Russia and the West

Satellite

From: David C. Speedie <davidcspeedie@gmail.com>
Date: Sun, Jun 28, 2020
Subject: Russia and the West
To: <letters.editor@ft.com> (Financial Times)

Philip Stephens [“Russia cannot afford a war with the west”, 26 June] contains some home truths about Russia under Vladimir Putin, but comes significantly short of the whole truth, and nothing but the truth. To focus on but a few illustrations:

“So far Mr. Putin’s foreign policy has been tactical rather than strategic. Its goal has been to keep up appearances”. It is correct to characterize the policy as “tactical”, but the whole truth would include the word “reactive”, which describes what Putin, acting in Russia’s best interests — which he is after all paid to do–has done in reacting to the West’s, and especially the United States’ dismissal of Russia [Obama’s jibe was not quite the “throwaway” that Stephens suggests; the throwaway was the “reset” fallacy.] In restoring a sense of national pride–as any honest visitor to Russia in the post-Yeltsin era will acknowledge — Putin has done this quite skilfully, considering the weakness of his hand against America’s full house.

“Above all, he has craved recognition for Russia as a match for the US. … The Russian leader has spent his first two decades in a noisy struggle against the west”. It is, of course, more accurate to say that what Putin — like Gorbachev and Yeltsin before him — sought, at least at first,was a post-Cold War security architecture in which Russia would be a full partner: all three Russian leaders pursued the question of Russia in NATO [President Clinton’s response to Yeltsin, even as NATO was expanding to Russia’s borders, was “I have no problem with that.”]

“The unspoken price [of pursuing tactical policy] has been the acceptance of the role of junior partner in Beijing.” I recall clearly an occasion in the mid-90s, well before Mr.
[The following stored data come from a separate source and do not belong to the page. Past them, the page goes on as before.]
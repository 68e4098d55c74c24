//! Retry logic for provider requests
//!
//! Exponential backoff for transient HTTP statuses, honoring `Retry-After`.
//! Retryable status codes by default:
//!
//! - 429: Too Many Requests (rate limited)
//! - 500: Internal Server Error
//! - 502: Bad Gateway
//! - 503: Service Unavailable
//! - 529: Overloaded (Anthropic-specific)
//!
//! Once retries are exhausted the final status and body are handed back as
//! [`RetryOutcome::Rejected`] so the adapter can surface them as an error
//! event. Backoff sleeps race the cancellation token.

use std::time::Duration;

use crate::error::{ConverseError, Result};
use reqwest::StatusCode;
use serde::{Deserialize, Serialize};
use tokio_util::sync::CancellationToken;

/// Configuration for API retry behavior
#[derive(Debug, Clone, PartialEq, Serialize, Deserialize)]
#[serde(default)]
pub struct RetryConfig {
    /// Maximum number of retry attempts (0 = no retries)
    pub max_retries: u32,
    /// Base delay in milliseconds for exponential backoff
    pub base_delay_ms: u64,
    /// Maximum delay in milliseconds (cap for exponential growth)
    pub max_delay_ms: u64,
    /// HTTP status codes that trigger a retry
    pub retryable_status_codes: Vec<u16>,
}

impl Default for RetryConfig {
    fn default() -> Self {
        Self {
            max_retries: 3,
            base_delay_ms: 1000,
            max_delay_ms: 30_000,
            retryable_status_codes: vec![429, 500, 502, 503, 529],
        }
    }
}

impl RetryConfig {
    /// Create a retry config with no retries (disabled)
    pub fn disabled() -> Self {
        Self {
            max_retries: 0,
            ..Default::default()
        }
    }

    pub fn is_retryable_status(&self, status: StatusCode) -> bool {
        self.retryable_status_codes.contains(&status.as_u16())
    }

    /// Delay for a given attempt number (0-indexed).
    ///
    /// `base_delay * 2^attempt`, capped at `max_delay`, with a deterministic
    /// ±25% spread so concurrent sessions do not retry in lockstep.
    pub fn delay_for_attempt(&self, attempt: u32) -> Duration {
        let exp_delay = self.base_delay_ms.saturating_mul(1u64 << attempt.min(10));
        let capped = exp_delay.min(self.max_delay_ms);

        let jitter_range = capped / 4;
        let delay = if jitter_range > 0 {
            let offset = (attempt as u64 * 7 + 3) % (jitter_range * 2 + 1);
            capped - jitter_range + offset
        } else {
            capped
        };

        Duration::from_millis(delay)
    }

    /// Parse a `Retry-After` header given in (possibly fractional) seconds.
    ///
    /// Values outside (0, 300] are ignored.
    pub fn parse_retry_after(header_value: Option<&str>) -> Option<Duration> {
        let value = header_value?.trim();
        if let Ok(seconds) = value.parse::<f64>() {
            if seconds > 0.0 && seconds <= 300.0 {
                return Some(Duration::from_secs_f64(seconds));
            }
        }
        None
    }
}

/// Outcome of a single HTTP attempt
#[derive(Debug)]
pub enum AttemptOutcome<T> {
    Success(T),
    /// Transient failure worth retrying
    Retryable {
        status: StatusCode,
        body: String,
        retry_after: Option<Duration>,
    },
    /// Non-retryable HTTP status
    Rejected { status: StatusCode, body: String },
    /// Network failure; bail immediately
    Fatal(ConverseError),
}

/// Final outcome once retries are done
#[derive(Debug)]
pub enum RetryOutcome<T> {
    Success(T),
    Rejected { status: u16, body: String },
}

/// Run `operation` until it succeeds, is rejected, or retries run out.
///
/// Returns `Err(ConverseError::Cancelled)` if the token fires while waiting.
pub async fn with_retry<T, F, Fut>(
    config: &RetryConfig,
    cancel: &CancellationToken,
    operation: F,
) -> Result<RetryOutcome<T>>
where
    F: Fn(u32) -> Fut,
    Fut: std::future::Future<Output = AttemptOutcome<T>>,
{
    let mut last_status = StatusCode::INTERNAL_SERVER_ERROR;
    let mut last_body = String::new();

    for attempt in 0..=config.max_retries {
        let outcome = tokio::select! {
            biased;
            _ = cancel.cancelled() => return Err(ConverseError::Cancelled),
            outcome = operation(attempt) => outcome,
        };

        match outcome {
            AttemptOutcome::Success(value) => {
                if attempt > 0 {
                    tracing::info!("Provider request succeeded after {} retries", attempt);
                }
                return Ok(RetryOutcome::Success(value));
            }
            AttemptOutcome::Rejected { status, body } => {
                return Ok(RetryOutcome::Rejected {
                    status: status.as_u16(),
                    body,
                });
            }
            AttemptOutcome::Fatal(err) => return Err(err),
            AttemptOutcome::Retryable {
                status,
                body,
                retry_after,
            } => {
                last_status = status;
                last_body = body;

                if attempt < config.max_retries {
                    let delay = retry_after.unwrap_or_else(|| config.delay_for_attempt(attempt));
                    tracing::warn!(
                        "Provider request failed with {} (attempt {}/{}), retrying in {:?}",
                        status,
                        attempt + 1,
                        config.max_retries + 1,
                        delay,
                    );
                    tokio::select! {
                        biased;
                        _ = cancel.cancelled() => return Err(ConverseError::Cancelled),
                        _ = tokio::time::sleep(delay) => {}
                    }
                }
            }
        }
    }

    tracing::warn!(
        "Provider request failed after {} attempts with {}",
        config.max_retries + 1,
        last_status
    );
    Ok(RetryOutcome::Rejected {
        status: last_status.as_u16(),
        body: last_body,
    })
}

/// Send an HTTP request built fresh for every attempt.
///
/// `build` is called per attempt so signed requests get a new timestamp.
pub async fn send_with_retry<F>(
    config: &RetryConfig,
    cancel: &CancellationToken,
    build: F,
) -> Result<RetryOutcome<reqwest::Response>>
where
    F: Fn(u32) -> Result<reqwest::RequestBuilder>,
{
    with_retry(config, cancel, |attempt| {
        let request = build(attempt);
        async move {
            let request = match request {
                Ok(r) => r,
                Err(e) => return AttemptOutcome::Fatal(e),
            };
            match request.send().await {
                Ok(resp) if resp.status().is_success() => AttemptOutcome::Success(resp),
                Ok(resp) => {
                    let status = resp.status();
                    let retry_after = RetryConfig::parse_retry_after(
                        resp.headers()
                            .get("retry-after")
                            .and_then(|v| v.to_str().ok()),
                    );
                    let body = resp.text().await.unwrap_or_default();
                    if config.is_retryable_status(status) {
                        AttemptOutcome::Retryable {
                            status,
                            body,
                            retry_after,
                        }
                    } else {
                        AttemptOutcome::Rejected { status, body }
                    }
                }
                Err(e) => AttemptOutcome::Fatal(ConverseError::Transport(format!(
                    "Failed to send request: {}",
                    e
                ))),
            }
        }
    })
    .await
}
Putin, when a prominent leader of the liberal, pro-west Yabloko bloc in Russia told me that what he feared most [with NATO expansion] was that “you will drive us into the arms of China”. If a junior partnership is now the case, it was and is very much not Russia’s Plan A.
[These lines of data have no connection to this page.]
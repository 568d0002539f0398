use std::collections::BTreeMap;

use ordered_float::OrderedFloat;
use serde::{Serialize, Serializer};

use crate::error::LinkageError;
use crate::similarity::SimilarityLevel;
use crate::vector::ComparisonVector;

// ---------------------------------------------------------------------------
// Input
// ---------------------------------------------------------------------------

/// One row of a source. `values` holds the comparable fields in field order;
/// `raw` holds every column of the original row.
#[derive(Debug, Clone)]
pub struct Record {
    pub index: usize,
    pub values: Vec<String>,
    pub raw: Vec<String>,
}

/// Records from one source, indexed by position.
#[derive(Debug, Clone)]
pub struct RecordSet {
    pub source: String,
    /// Comparable field names, in vector order.
    pub fields: Vec<String>,
    /// Names of the raw columns.
    pub columns: Vec<String>,
    pub records: Vec<Record>,
}

impl RecordSet {
    pub fn new(source: impl Into<String>, fields: Vec<String>, columns: Vec<String>) -> Self {
        Self {
            source: source.into(),
            fields,
            columns,
            records: Vec::new(),
        }
    }

    /// Build a source whose raw columns are exactly its comparable fields.
    pub fn from_rows<I, R, S>(source: &str, fields: &[&str], rows: I) -> Result<Self, LinkageError>
    where
        I: IntoIterator<Item = R>,
        R: IntoIterator<Item = S>,
        S: Into<String>,
    {
        let names: Vec<String> = fields.iter().map(|f| f.to_string()).collect();
        let mut set = Self::new(source, names.clone(), names);
        for row in rows {
            let values: Vec<String> = row.into_iter().map(Into::into).collect();
            set.push(values.clone(), values)?;
        }
        Ok(set)
    }

    /// Append a record; returns its index.
    pub fn push(&mut self, values: Vec<String>, raw: Vec<String>) -> Result<usize, LinkageError> {
        if values.len() != self.fields.len() {
            return Err(LinkageError::ConfigValidation(format!(
                "source '{}': record {} has {} comparable value(s), expected {}",
                self.source,
                self.records.len(),
                values.len(),
                self.fields.len()
            )));
        }
        let index = self.records.len();
        self.records.push(Record { index, values, raw });
        Ok(index)
    }

    pub fn len(&self) -> usize {
        self.records.len()
    }

    pub fn is_empty(&self) -> bool {
        self.records.is_empty()
    }

    pub fn get(&self, index: usize) -> Option<&Record> {
        self.records.get(index)
    }

    /// Both sources must agree on the number of comparable fields.
    pub fn check_compatible(&self, other: &RecordSet) -> Result<(), LinkageError> {
        if self.fields.len() != other.fields.len() {
            return Err(LinkageError::SchemaMismatch {
                left: self.fields.len(),
                right: other.fields.len(),
            });
        }
        Ok(())
    }

    pub fn field_index(&self, name: &str) -> Option<usize> {
        self.fields.iter().position(|f| f == name)
    }
}

/// A cross-source pair of record indices.
#[derive(Debug, Clone, Copy, PartialEq, Eq, Hash, PartialOrd, Ord, Serialize)]
pub struct RecordPair {
    pub left: usize,
    pub right: usize,
}

impl RecordPair {
    pub fn new(left: usize, right: usize) -> Self {
        Self { left, right }
    }
}

/// Labeled pairs used to estimate the model.
#[derive(Debug, Clone, Default)]
pub struct TrainingCorpus {
    pub known_matches: Vec<RecordPair>,
    /// Random cross-source sample, assumed (not verified) to be non-matches.
    pub presumed_nonmatches: Vec<RecordPair>,
}

// ---------------------------------------------------------------------------
// Frequencies + probabilities
// ---------------------------------------------------------------------------

/// Observed count per comparison vector for one label.
#[derive(Debug, Clone, Default, PartialEq, Eq)]
pub struct FrequencyTable {
    counts: BTreeMap<ComparisonVector, usize>,
    total: usize,
}

impl FrequencyTable {
    pub fn new() -> Self {
        Self::default()
    }

    pub fn add(&mut self, vector: ComparisonVector) {
        *self.counts.entry(vector).or_insert(0) += 1;
        self.total += 1;
    }

    pub fn get(&self, vector: &ComparisonVector) -> Option<usize> {
        self.counts.get(vector).copied()
    }

    pub fn total(&self) -> usize {
        self.total
    }

    /// Number of distinct vectors observed.
    pub fn len(&self) -> usize {
        self.counts.len()
    }

    pub fn is_empty(&self) -> bool {
        self.total == 0
    }

    pub fn iter(&self) -> impl Iterator<Item = (&ComparisonVector, usize)> {
        self.counts.iter().map(|(v, c)| (v, *c))
    }
}

impl FromIterator<ComparisonVector> for FrequencyTable {
    fn from_iter<T: IntoIterator<Item = ComparisonVector>>(iter: T) -> Self {
        let mut table = Self::new();
        for v in iter {
            table.add(v);
        }
        table
    }
}

/// `m(w) / u(w)`. Infinite when the vector never occurred among non-matches.
///
/// Ordered so that every finite ratio sorts below `Infinite`.
#[derive(Debug, Clone, Copy, PartialEq, Eq, PartialOrd, Ord, Hash)]
pub enum LikelihoodRatio {
    Finite(OrderedFloat<f64>),
    Infinite,
}

impl LikelihoodRatio {
    pub fn finite(value: f64) -> Self {
        Self::Finite(OrderedFloat(value))
    }

    pub fn is_infinite(&self) -> bool {
        matches!(self, Self::Infinite)
    }
}

impl std::fmt::Display for LikelihoodRatio {
    fn fmt(&self, f: &mut std::fmt::Formatter<'_>) -> std::fmt::Result {
        match self {
            Self::Finite(v) => write!(f, "{:.4}", v.into_inner()),
            Self::Infinite => write!(f, "inf"),
        }
    }
}

/// JSON has no infinity; infinite ratios serialize as the string `"inf"`.
impl Serialize for LikelihoodRatio {
    fn serialize<S: Serializer>(&self, serializer: S) -> Result<S::Ok, S::Error> {
        match self {
            Self::Finite(v) => serializer.serialize_f64(v.into_inner()),
            Self::Infinite => serializer.serialize_str("inf"),
        }
    }
}

/// Conditional probabilities of one vector. `None` means the vector was not
/// observed under that label, which is distinct from an observed zero.
#[derive(Debug, Clone, Copy, PartialEq, Serialize)]
pub struct VectorStats {
    /// P(vector | non-match)
    pub u: Option<f64>,
    /// P(vector | match)
    pub m: Option<f64>,
}

impl VectorStats {
    pub fn ratio(&self) -> LikelihoodRatio {
        match (self.m, self.u) {
            (_, Some(u)) if u > 0.0 => LikelihoodRatio::finite(self.m.unwrap_or(0.0) / u),
            (Some(m), _) if m > 0.0 => LikelihoodRatio::Infinite,
            _ => LikelihoodRatio::finite(0.0),
        }
    }

    pub fn u_mass(&self) -> f64 {
        self.u.unwrap_or(0.0)
    }

    pub fn m_mass(&self) -> f64 {
        self.m.unwrap_or(0.0)
    }
}

/// `u`, `m` and ratio for every vector observed in either training set.
#[derive(Debug, Clone, Default)]
pub struct ProbabilityModel {
    pub(crate) stats: BTreeMap<ComparisonVector, VectorStats>,
}

impl ProbabilityModel {
    pub fn from_stats(stats: impl IntoIterator<Item = (ComparisonVector, VectorStats)>) -> Self {
        Self {
            stats: stats.into_iter().collect(),
        }
    }

    pub fn get(&self, vector: &ComparisonVector) -> Option<&VectorStats> {
        self.stats.get(vector)
    }

    pub fn contains(&self, vector: &ComparisonVector) -> bool {
        self.stats.contains_key(vector)
    }

    pub fn len(&self) -> usize {
        self.stats.len()
    }

    pub fn is_empty(&self) -> bool {
        self.stats.is_empty()
    }

    /// Vectors in their natural order.
    pub fn iter(&self) -> impl Iterator<Item = (&ComparisonVector, &VectorStats)> {
        self.stats.iter()
    }
}

// ---------------------------------------------------------------------------
// Classification
// ---------------------------------------------------------------------------

#[derive(Debug, Clone, Copy, PartialEq, Eq, Hash, Serialize)]
#[serde(rename_all = "snake_case")]
pub enum Disposition {
    Match,
    Possible,
    NonMatch,
}

impl std::fmt::Display for Disposition {
    fn fmt(&self, f: &mut std::fmt::Formatter<'_>) -> std::fmt::Result {
        match self {
            Self::Match => write!(f, "match"),
            Self::Possible => write!(f, "possible"),
            Self::NonMatch => write!(f, "non_match"),
        }
    }
}

// ---------------------------------------------------------------------------
// Summary + Output
// ---------------------------------------------------------------------------

/// One row of the evidence table: how a vector was scored and decided.
#[derive(Debug, Clone, Serialize)]
pub struct VectorEvidence {
    pub vector: ComparisonVector,
    #[serde(skip_serializing_if = "Option::is_none")]
    pub u: Option<f64>,
    #[serde(skip_serializing_if = "Option::is_none")]
    pub m: Option<f64>,
    #[serde(skip_serializing_if = "Option::is_none")]
    pub ratio: Option<LikelihoodRatio>,
    pub decision: Disposition,
}

#[derive(Debug, Clone, Serialize)]
pub struct LinkageSummary {
    pub candidate_pairs: usize,
    pub matches: usize,
    pub possibles: usize,
    pub nonmatches: usize,
    pub vector_space: usize,
    pub observed_vectors: usize,
    pub match_vectors: usize,
    pub possible_vectors: usize,
    pub nonmatch_vectors: usize,
    /// `u` mass assigned to the match set (bounded by `mu`).
    pub false_positive_mass: f64,
    /// `m` mass assigned to the non-match set (bounded by `lambda`).
    pub false_negative_mass: f64,
    pub training_matches: usize,
    pub training_nonmatches: usize,
}

#[derive(Debug, Clone, Serialize)]
pub struct LinkageMeta {
    pub config_name: String,
    pub engine_version: String,
    pub run_at: String,
    pub left_source: String,
    pub right_source: String,
    pub fields: Vec<String>,
    pub mu: f64,
    pub lambda: f64,
    #[serde(skip_serializing_if = "Option::is_none")]
    pub blocking_field: Option<String>,
}

#[derive(Debug, Clone, Serialize)]
pub struct LinkageResult {
    pub meta: LinkageMeta,
    pub summary: LinkageSummary,
    pub evidence: Vec<VectorEvidence>,
    pub matches: Vec<RecordPair>,
    pub possibles: Vec<RecordPair>,
    pub nonmatches: Vec<RecordPair>,
}

#[cfg(test)]
mod tests {
    use super::*;
    use SimilarityLevel::*;

    #[test]
    fn ratio_cases() {
        let both = VectorStats { u: Some(0.25), m: Some(0.5) };
        assert_eq!(both.ratio(), LikelihoodRatio::finite(2.0));

        let never_nonmatch = VectorStats { u: None, m: Some(0.1) };
        assert_eq!(never_nonmatch.ratio(), LikelihoodRatio::Infinite);

        let never_match = VectorStats { u: Some(0.3), m: None };
        assert_eq!(never_match.ratio(), LikelihoodRatio::finite(0.0));
    }

    #[test]
    fn infinite_sorts_above_finite() {
        assert!(LikelihoodRatio::Infinite > LikelihoodRatio::finite(1e300));
        assert!(LikelihoodRatio::finite(2.0) > LikelihoodRatio::finite(0.5));
    }

    #[test]
    fn ratio_serializes_inf_as_string() {
        assert_eq!(serde_json::to_string(&LikelihoodRatio::Infinite).unwrap(), r#""inf""#);
        assert_eq!(serde_json::to_string(&LikelihoodRatio::finite(1.5)).unwrap(), "1.5");
    }

    #[test]
    fn frequency_table_tallies() {
        let a = ComparisonVector::new(vec![High, Low]);
        let b = ComparisonVector::new(vec![Low, Low]);
        let table: FrequencyTable = vec![a.clone(), b.clone(), a.clone()].into_iter().collect();
        assert_eq!(table.total(), 3);
        assert_eq!(table.len(), 2);
        assert_eq!(table.get(&a), Some(2));
        assert_eq!(table.get(&ComparisonVector::new(vec![High, High])), None);
    }

    #[test]
    fn record_set_rejects_wrong_arity() {
        let mut set = RecordSet::new("left", vec!["name".into(), "city".into()], vec![]);
        assert_eq!(set.push(vec!["a".into(), "b".into()], vec![]).unwrap(), 0);
        assert!(set.push(vec!["a".into()], vec![]).is_err());
        assert_eq!(set.len(), 1);
        assert_eq!(set.field_index("city"), Some(1));
    }
}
Finally: “Mr. Putin is a creature of the Soviet KGB. It may well be too late for him to escape his own nostalgia.” Well, yes, Putin did work for the KGB, but the second part of this observation is the more damning: it raises the old, tired accusation that he is dedicated to a Soviet rebirth. This familiar and sophistic claim is based on a reflection by Putin that the collapse of the Soviet Union was a “tragedy”. He did indeed say that “anyone who does not see the tragic consequences of the end of the Soviet Union has no heart.” Much less quoted is what he said next: “Anyone who thinks the Soviet Union should be re-created has no head.”

A more honest title for Stephens’s column would be: “Russia cannot afford a war with the west, and does not wish one.”

David C. Speedie
Charlottesville, Virginia

[David Speedie is the founder and former director of the Carnegie Council for Ethics in International Affairs’ program on U.S. Global Engagement.]